Some time ago a peaceable citizen heard that an upstairs room in a city dwelling as a meeting place for a society of Anarchists. With some misgivings—he was only about 12 stone in weight, and did not claim much courage—he decided to put on a red necktie and attend. In imagination he saw a gathering of desperados, with black, flashing eyes, raking athletic frames, looking and talking vitriol, each with a poniard up his sleeve and an automatic pistol in his hip pocket. He was determined to be very self-repressive and civil, but for fear of eventualities he tried to remember the wrestling grips recommended for use when one is attacked with a knife. He walked up a dark, creaking staircase in trepidation, and knocked at a frail door.
“Come in.”
Seated round a rough deal table on boxes and backless chairs were seven or eight men. The visitor thought he had come to the wrong place. They were poor, attenuated, ill-groomed little fellows, averaging not more than 9 stone in weight. At his entrance they smirked and smiled a welcome.
“Could you kindly tell me where the Anarchists’ Society meets?”
“This is it,” said a mild blue-eyed, pale-whiskered little fellow, in a slender treble; “we haven’t started yet; they’re not all here.”
They engaged in friendly conversation while waiting.
“What’s the matter with your finger, Ponto?” asked one of another, whose hand was swathed with a dirty handkerchief.
“I cut it with my pen knife yesterday,” answered Ponto; “and I’m afraid it’s gathering. I didn’t have a wink of sleep all last night with it.”
When two more Anarchists climbed the stairs—one a cadaverous, long streak, with big moustaches, and the other like a valet—the proceedings began with a wretched chorus of an Anarchists’ “hymn”—
The sight of these meek tousled inefficients raising their piping voices in brutal sentiments like these so affected the visitor that he couldn’t sing a note.
A discussion arose about “expropriation” and the best way in which those present could employ physical force to hasten “the coming revolution.”
The wistful little chap with the cut finger said that Anarchists were of two kinds—active and passive. He was an “active,” and he complained bitterly that many were passive. Just then there was a violent commotion at the rickety door, which flew open. A pinched, undersized, slatternly woman bounded into the room, brandishing a pot stick.
She glared upon the chairman and rattled her pot stick on the table. “Where’s my rent, eh? Where’s my rent, you loafers? If you don’t pay me now, I’ll trash every one of you within an inch of your lives. Come on, out with it! You’d rob—”
“Pardon me, madam,” soothingly said the man with the bandaged finger; “if you—”
The pot stick descended on his bandage and sent him hopping and howling with bent body and folded arms. The lady grew so hysterical and dangerous that the visitor felt compelled at last to hold her by the wrists while the violent desperadoes made their escape.
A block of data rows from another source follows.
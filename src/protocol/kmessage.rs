//! KMessage format (`'kMsG'`), decode only
//!
//! Format kernel-side yang ringan, native byte order saja:
//! ┌──────────────────────────────────────────────────────────────┐
//! │ magic │ size │ what │ sender │ target │ reply_port │ reply_tok│  28 bytes
//! ├──────────────────────────────────────────────────────────────┤
//! │ type u32 │ element_size i32 │ element_count i32 │            │
//! │ field_size i32 │ header_size i16 │ name\0 │ pad ke 4         │  per field
//! │ elements: fixed = packed, variable = size i32 + data + pad 4 │
//! └──────────────────────────────────────────────────────────────┘
//!
//! Konversi ke MessageStore berjalan lewat trait `KMessageSource`
//! supaya sumber lain (mis. view in-memory) bisa dipakai juga.

use super::io::ByteReader;
use crate::config::StoreConfig;
use crate::error::{MessageError, Result};
use crate::message::{MessageStore, TypeCode};

pub const MAGIC_KMESSAGE: u32 = u32::from_be_bytes(*b"kMsG");
pub const KMESSAGE_HEADER_SIZE: usize = 28;
pub const KMESSAGE_ALIGNMENT: usize = 4;
/// element_size untuk field dengan element berukuran variabel
pub const VARIABLE_ELEMENT_SIZE: i32 = -1;
/// type + element_size + element_count + field_size + header_size + "\0"
const MIN_FIELD_HEADER_SIZE: usize = 19;
/// Batas rekursi nested KMessage
pub const MAX_NESTING_DEPTH: usize = 64;

#[inline(always)]
pub fn align4(value: usize) -> usize {
    (value + KMESSAGE_ALIGNMENT - 1) & !(KMESSAGE_ALIGNMENT - 1)
}

/// Satu field KMessage
pub trait KMessageField {
    fn name(&self) -> &str;
    fn type_code(&self) -> TypeCode;
    fn has_fixed_element_size(&self) -> bool;
    fn count_elements(&self) -> usize;
    fn element_at(&self, index: usize) -> Option<&[u8]>;
}

/// Sumber KMessage yang bisa dikonversi ke MessageStore
pub trait KMessageSource {
    type Field: KMessageField;

    fn what(&self) -> u32;
    fn fields(&self) -> &[Self::Field];
}

/// Field hasil parse; element meminjam buffer asal
#[derive(Debug, Clone)]
pub struct KMessageFieldView<'a> {
    name: &'a str,
    type_code: TypeCode,
    fixed: bool,
    elements: Vec<&'a [u8]>,
}

impl KMessageField for KMessageFieldView<'_> {
    fn name(&self) -> &str {
        self.name
    }

    fn type_code(&self) -> TypeCode {
        self.type_code
    }

    fn has_fixed_element_size(&self) -> bool {
        self.fixed
    }

    fn count_elements(&self) -> usize {
        self.elements.len()
    }

    fn element_at(&self, index: usize) -> Option<&[u8]> {
        self.elements.get(index).copied()
    }
}

/// KMessage yang sudah di-parse (zero-copy atas buffer asal)
#[derive(Debug, Clone)]
pub struct KMessage<'a> {
    pub what: u32,
    pub sender: i32,
    pub target_token: i32,
    pub reply_port: i32,
    pub reply_token: i32,
    fields: Vec<KMessageFieldView<'a>>,
}

impl<'a> KMessageSource for KMessage<'a> {
    type Field = KMessageFieldView<'a>;

    fn what(&self) -> u32 {
        self.what
    }

    fn fields(&self) -> &[Self::Field] {
        &self.fields
    }
}

impl<'a> KMessage<'a> {
    /// Parse header + field list dan validasi semua batas
    pub fn parse(bytes: &'a [u8]) -> Result<Self> {
        let mut reader = ByteReader::new(bytes, false);
        if reader.u32()? != MAGIC_KMESSAGE {
            return Err(MessageError::NotAMessage);
        }
        let size = reader.size_i32()?;
        if size > bytes.len() {
            return Err(MessageError::bad_data(format!(
                "declared size {} exceeds available {} bytes",
                size,
                bytes.len()
            )));
        }
        if size < KMESSAGE_HEADER_SIZE {
            return Err(MessageError::bad_data("declared size smaller than header"));
        }

        let mut message = Self {
            what: reader.u32()?,
            sender: reader.i32()?,
            target_token: reader.i32()?,
            reply_port: reader.i32()?,
            reply_token: reader.i32()?,
            fields: Vec::new(),
        };

        let mut reader = ByteReader::new(&bytes[..size], false);
        reader.seek(KMESSAGE_HEADER_SIZE)?;
        while reader.remaining() > 0 {
            let start = reader.position();
            let field = parse_field(&mut reader).map_err(|err| match err {
                MessageError::BadData(reason) => {
                    MessageError::BadData(format!("kmessage field at {}: {}", start, reason))
                }
                other => other,
            })?;
            message.fields.push(field);
        }
        Ok(message)
    }
}

fn parse_field<'a>(reader: &mut ByteReader<'a>) -> Result<KMessageFieldView<'a>> {
    let start = reader.position();
    let type_code = TypeCode(reader.u32()?);
    let element_size = reader.i32()?;
    let element_count = reader.size_i32()?;
    let field_size = reader.size_i32()?;
    let header_size = usize::try_from(reader.i16()?)
        .map_err(|_| MessageError::bad_data("negative header size"))?;

    if header_size < MIN_FIELD_HEADER_SIZE || field_size < header_size {
        return Err(MessageError::bad_data(format!(
            "header size {} / field size {} inconsistent",
            header_size, field_size
        )));
    }

    let name_bytes = reader.take(header_size - (MIN_FIELD_HEADER_SIZE - 1))?;
    let name_end = name_bytes
        .iter()
        .position(|&b| b == 0)
        .ok_or_else(|| MessageError::bad_data("name is not NUL-terminated"))?;
    let name = std::str::from_utf8(&name_bytes[..name_end])
        .map_err(|_| MessageError::bad_data("name is not valid UTF-8"))?;

    let mut elements_reader = ByteReader::new(reader.take(field_size - header_size)?, false);
    let mut elements = Vec::new();
    let fixed = match element_size {
        VARIABLE_ELEMENT_SIZE => {
            for _ in 0..element_count {
                let len = elements_reader.size_i32()?;
                elements.push(elements_reader.take(len)?);
                let pad = align4(len) - len;
                elements_reader.skip(pad.min(elements_reader.remaining()))?;
            }
            false
        }
        size if size > 0 => {
            let size = size as usize;
            let total = size
                .checked_mul(element_count)
                .ok_or_else(|| MessageError::bad_data("element size overflow"))?;
            elements.extend(elements_reader.take(total)?.chunks_exact(size));
            true
        }
        other => {
            return Err(MessageError::bad_data(format!("bad element size {}", other)));
        }
    };

    debug_assert_eq!(reader.position(), start + field_size);
    Ok(KMessageFieldView {
        name,
        type_code,
        fixed,
        elements,
    })
}

/// Declared total size: i32 tepat setelah magic
pub(crate) fn declared_size(prefix: &[u8], _swapped: bool) -> Result<usize> {
    let mut reader = ByteReader::new(prefix, false);
    reader.seek(4)?;
    reader.size_i32()
}

/// Konversi sumber KMessage apa pun ke MessageStore baru
///
/// Element `MESSAGE` yang berisi KMessage valid dikonversi rekursif dan
/// disimpan sebagai native flattened message. Terlalu dalam tetap error.
pub fn convert<S: KMessageSource>(source: &S, config: &StoreConfig) -> Result<MessageStore> {
    convert_nested(source, config, 0)
}

fn convert_nested<S: KMessageSource>(
    source: &S,
    config: &StoreConfig,
    depth: usize,
) -> Result<MessageStore> {
    if depth > MAX_NESTING_DEPTH {
        return Err(MessageError::bad_data("nested messages too deep"));
    }
    let mut store = MessageStore::with_config(source.what(), *config)?;

    for field in source.fields() {
        let type_code = field.type_code();
        let fixed = field.has_fixed_element_size();

        for index in 0..field.count_elements() {
            let element = field.element_at(index).ok_or(MessageError::BadIndex)?;

            // Element yang gagal di-parse disimpan apa adanya
            let nested = if type_code == TypeCode::MESSAGE && is_kmessage(element) {
                KMessage::parse(element).ok()
            } else {
                None
            };
            let result = match nested {
                Some(nested) => {
                    let nested = convert_nested(&nested, config, depth + 1)?;
                    store.add_message(field.name(), &nested)
                }
                None => store.add_data(field.name(), type_code, element, fixed),
            };
            result.map_err(super::wire_error)?;
        }
    }
    Ok(store)
}

#[inline(always)]
fn is_kmessage(bytes: &[u8]) -> bool {
    bytes.len() >= 4 && bytes[..4] == MAGIC_KMESSAGE.to_le_bytes()
}

pub(crate) fn unflatten(bytes: &[u8], _swapped: bool, config: &StoreConfig) -> Result<MessageStore> {
    let message = KMessage::parse(bytes)?;
    convert(&message, config)
}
Then he paid the rent, which amounted to only 4/, feeling that the experience was well worth the money.
It is the freak who nurtures violent freakish ideas. If we look at the other type of little men—those with brains and vitals sound and powerful beyond proportion to their frames and muscles—we shall find that they have done more than their fair share in influencing and ruling the world.
The Age, (Melbourne, Victoria, Australia) 20 May, 1916.